WORK INSTRUCTIONS: Return, exactly as written, every line from the first line of the data below through the line that contains "for job templates)".

**** DATA RECORDS

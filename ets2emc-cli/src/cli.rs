// ets2emc-cli/src/cli.rs
//
// Defines the command-line argument structures using clap.

use clap::{Args, Parser, Subcommand, ValueEnum};
use std::path::PathBuf;

// --- CLI Argument Definition ---

#[derive(Parser, Debug)]
#[command(
    author,
    version, // Reads from Cargo.toml via "cargo" feature in clap
    about = "ets2emc: Elastic Transcoder to MediaConvert settings converter",
    long_about = "Converts Amazon Elastic Transcoder job and preset settings into AWS Elemental \
                  MediaConvert job, job template and output preset settings. The converted \
                  settings are printed to stdout; conversion diagnostics are printed to stderr."
)]
pub struct Cli {
    #[command(subcommand)]
    pub command: Commands,

    /// Enable debug logging
    #[arg(short, long, global = true, default_value_t = false)]
    pub verbose: bool,

    /// Optional: Write the run log to a file in this directory instead of stderr
    #[arg(long, global = true, value_name = "LOG_DIR", env = "ETS2EMC_LOG_DIR")]
    pub log_dir: Option<PathBuf>,
}

#[derive(Subcommand, Debug)]
pub enum Commands {
    /// Converts a job, or a job template when --name is given
    Job(JobArgs),
    /// Converts a standalone preset into output presets
    Preset(PresetArgs),
}

#[derive(Args, Debug)]
pub struct JobArgs {
    /// Elastic Transcoder job JSON (ReadJob response or bare job object)
    #[arg(long = "job", required = true, value_name = "FILE")]
    pub job: PathBuf,

    /// Pipeline JSON of the job
    #[arg(long = "pipeline", required = true, value_name = "FILE")]
    pub pipeline: PathBuf,

    /// Preset JSON referenced by a job output; repeat for every preset
    #[arg(long = "preset", required = true, value_name = "FILE")]
    pub presets: Vec<PathBuf>,

    /// IAM role ARN used by the converted job (ignored for job templates)
    #[arg(long, value_name = "ARN", env = "ETS2EMC_ROLE_ARN")]
    pub role_arn: Option<String>,

    /// Job template name. Setting it converts to a job template
    #[arg(long, value_name = "NAME")]
    pub name: Option<String>,

    /// Job template description
    #[arg(long, value_name = "DESCRIPTION", requires = "name")]
    pub description: Option<String>,

    /// Job template category
    #[arg(long, value_name = "CATEGORY", requires = "name")]
    pub category: Option<String>,

    #[command(flatten)]
    pub output: OutputArgs,
}

#[derive(Args, Debug)]
pub struct PresetArgs {
    /// Elastic Transcoder preset JSON (ReadPreset response or bare preset object)
    #[arg(long = "preset", required = true, value_name = "FILE")]
    pub preset: PathBuf,

    /// Playlist format the preset is used with (HLSv3, HLSv4, Smooth, MPEG-DASH)
    #[arg(long, value_name = "FORMAT")]
    pub playlist_format: Option<String>,

    #[command(flatten)]
    pub output: OutputArgs,
}

/// Options shared by every conversion.
#[derive(Args, Debug, Clone)]
pub struct OutputArgs {
    /// Use camelCase property names instead of PascalCase
    #[arg(long, default_value_t = false)]
    pub camel: bool,

    /// Insert static defaults for required settings left as "auto"
    #[arg(long, default_value_t = false)]
    pub insert_defaults: bool,

    /// Exit with status 2 when any ERROR diagnostic was recorded
    #[arg(long, default_value_t = false)]
    pub strict: bool,

    /// Format of the diagnostics written to stderr
    #[arg(long, value_enum, default_value_t = DiagnosticsFormat::Json)]
    pub diagnostics: DiagnosticsFormat,
}

#[derive(ValueEnum, Debug, Clone, Copy, PartialEq, Eq)]
pub enum DiagnosticsFormat {
    /// A JSON array of {level, path, message} objects
    Json,
    /// One coloured line per diagnostic
    Text,
}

********

OUTPUT FOR THIS TASK:
filename ets2emc-cli/src/cli.rs
// ets2emc-cli/src/cli.rs
//
// Defines the command-line argument structures using clap.

use clap::{Args, Parser, Subcommand, ValueEnum};
use std::path::PathBuf;

// --- CLI Argument Definition ---

#[derive(Parser, Debug)]
#[command(
    author,
    version, // Reads from Cargo.toml via "cargo" feature in clap
    about = "ets2emc: Elastic Transcoder to MediaConvert settings converter",
    long_about = "Converts Amazon Elastic Transcoder job and preset settings into AWS Elemental \
                  MediaConvert job, job template and output preset settings. The converted \
                  settings are printed to stdout; conversion diagnostics are printed to stderr."
)]
pub struct Cli {
    #[command(subcommand)]
    pub command: Commands,

    /// Enable debug logging
    #[arg(short, long, global = true, default_value_t = false)]
    pub verbose: bool,

    /// Optional: Write the run log to a file in this directory instead of stderr
    #[arg(long, global = true, value_name = "LOG_DIR", env = "ETS2EMC_LOG_DIR")]
    pub log_dir: Option<PathBuf>,
}

#[derive(Subcommand, Debug)]
pub enum Commands {
    /// Converts a job, or a job template when --name is given
    Job(JobArgs),
    /// Converts a standalone preset into output presets
    Preset(PresetArgs),
}

#[derive(Args, Debug)]
pub struct JobArgs {
    /// Elastic Transcoder job JSON (ReadJob response or bare job object)
    #[arg(long = "job", required = true, value_name = "FILE")]
    pub job: PathBuf,

    /// Pipeline JSON of the job
    #[arg(long = "pipeline", required = true, value_name = "FILE")]
    pub pipeline: PathBuf,

    /// Preset JSON referenced by a job output; repeat for every preset
    #[arg(long = "preset", required = true, value_name = "FILE")]
    pub presets: Vec<PathBuf>,

    /// IAM role ARN used by the converted job (ignored for job templates)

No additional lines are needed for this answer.